Friday, August 28, 2009

Marginal utility

Carl Menger (1840-1921), an Austrian economist stated the basic principle of marginal utility in Grundsätze der Volkswirtschaftslehre[55] (1871, Principles of Economics). Consumers act rationally by seeking to maximise satisfaction of all their preferences. People allocate their spending so that the last unit of a commodity bought creates no more than a last unit bought of something else. Stanley Jevons (1835-1882) was his English counterpart, and worked as tutor and later professor at Owens College, Manchester and University College, London. He emphasised in the Theory of Political Economy (1871) that at the margin, the satisfaction of goods and services decreases. An example of the theory of diminishing returns is that for every orange one eats, the less pleasure one gets from the last orange (until one stops eating). Then Leon Walras (1834-1910), again working independently, generalised marginal theory across the economy in Elements of Pure Economics (1874). Small changes in people's preferences, for instance shifting from beef to mushrooms, would lead to a mushroom price rise, and beef price fall. This stimulates producers to shift production, increasing mushrooming investment, which would increase market supply and a new price equilibrium between the products - e.g. lowering the price of mushrooms to a level between the two first levels. For many products across the economy the same would go, if one assumes markets are competitive, people choose on self interest and no cost in shifting production.

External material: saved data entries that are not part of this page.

use std::collections::BTreeMap;
use std::sync::Mutex;

use crate::data::error::StoreError;
use crate::data::models::{Address, AddressChanges, NewAddress};
use crate::data::store::AddressStore;

/// In-process store for exercising the HTTP layer without a database.
#[derive(Default)]
pub struct MemoryStore {
    inner: Mutex<MemoryTable>,
}

#[derive(Default)]
struct MemoryTable {
    last_id: i32,
    rows: BTreeMap<i32, Address>,
}

impl MemoryStore {
    pub fn len(&self) -> usize {
        self.inner.lock().unwrap().rows.len()
    }
}

impl AddressStore for MemoryStore {
    fn create(&self, new_address: &NewAddress) -> Result<Address, StoreError> {
        let mut table = self.inner.lock().unwrap();
        table.last_id += 1;
        let address = Address {
            id: table.last_id,
            street_address: new_address.street_address.clone(),
            city: new_address.city.clone(),
            state: new_address.state.clone(),
            postal_code: new_address.postal_code.clone(),
            latitude: new_address.latitude,
            longitude: new_address.longitude,
        };
        table.rows.insert(address.id, address.clone());
        Ok(address)
    }

    fn find(&self, id: i32) -> Result<Address, StoreError> {
        let table = self.inner.lock().unwrap();
        table.rows.get(&id).cloned().ok_or(StoreError::NotFound)
    }

    fn update(&self, id: i32, changes: &AddressChanges) -> Result<Address, StoreError> {
        let mut table = self.inner.lock().unwrap();
        let row = table.rows.get_mut(&id).ok_or(StoreError::NotFound)?;
        let mut address = row.clone();
        changes.apply(&mut address);
        *row = address.clone();
        Ok(address)
    }

    fn delete(&self, id: i32) -> Result<(), StoreError> {
        let mut table = self.inner.lock().unwrap();
        table.rows.remove(&id).map(|_| ()).ok_or(StoreError::NotFound)
    }
}

/// Store whose connection is always broken.
pub struct FailingStore;

impl AddressStore for FailingStore {
    fn create(&self, _new_address: &NewAddress) -> Result<Address, StoreError> {
        Err(StoreError::Query(diesel::result::Error::RollbackTransaction))
    }

    fn find(&self, _id: i32) -> Result<Address, StoreError> {
        Err(StoreError::Query(diesel::result::Error::RollbackTransaction))
    }

    fn update(&self, _id: i32, _changes: &AddressChanges) -> Result<Address, StoreError> {
        Err(StoreError::Query(diesel::result::Error::RollbackTransaction))
    }

    fn delete(&self, _id: i32) -> Result<(), StoreError> {
        Err(StoreError::Query(diesel::result::Error::RollbackTransaction))
    }
}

Early attempts to explain away the periodical crises of which Marx had spoken were not initially as successful. After finding a statistical correlation of sunspots and business fluctuations and following the common belief at the time that sunspots had a direct effect on weather and hence agricultural output, Stanley Jevons wrote,

"when we know that there is a cause, the variation of the solar activity, which is just of the nature to affect the produce of agriculture, and which does vary in the same period, it becomes almost certain that the two series of phenomena— credit cycles and solar variations—are connected as effect and cause.[56]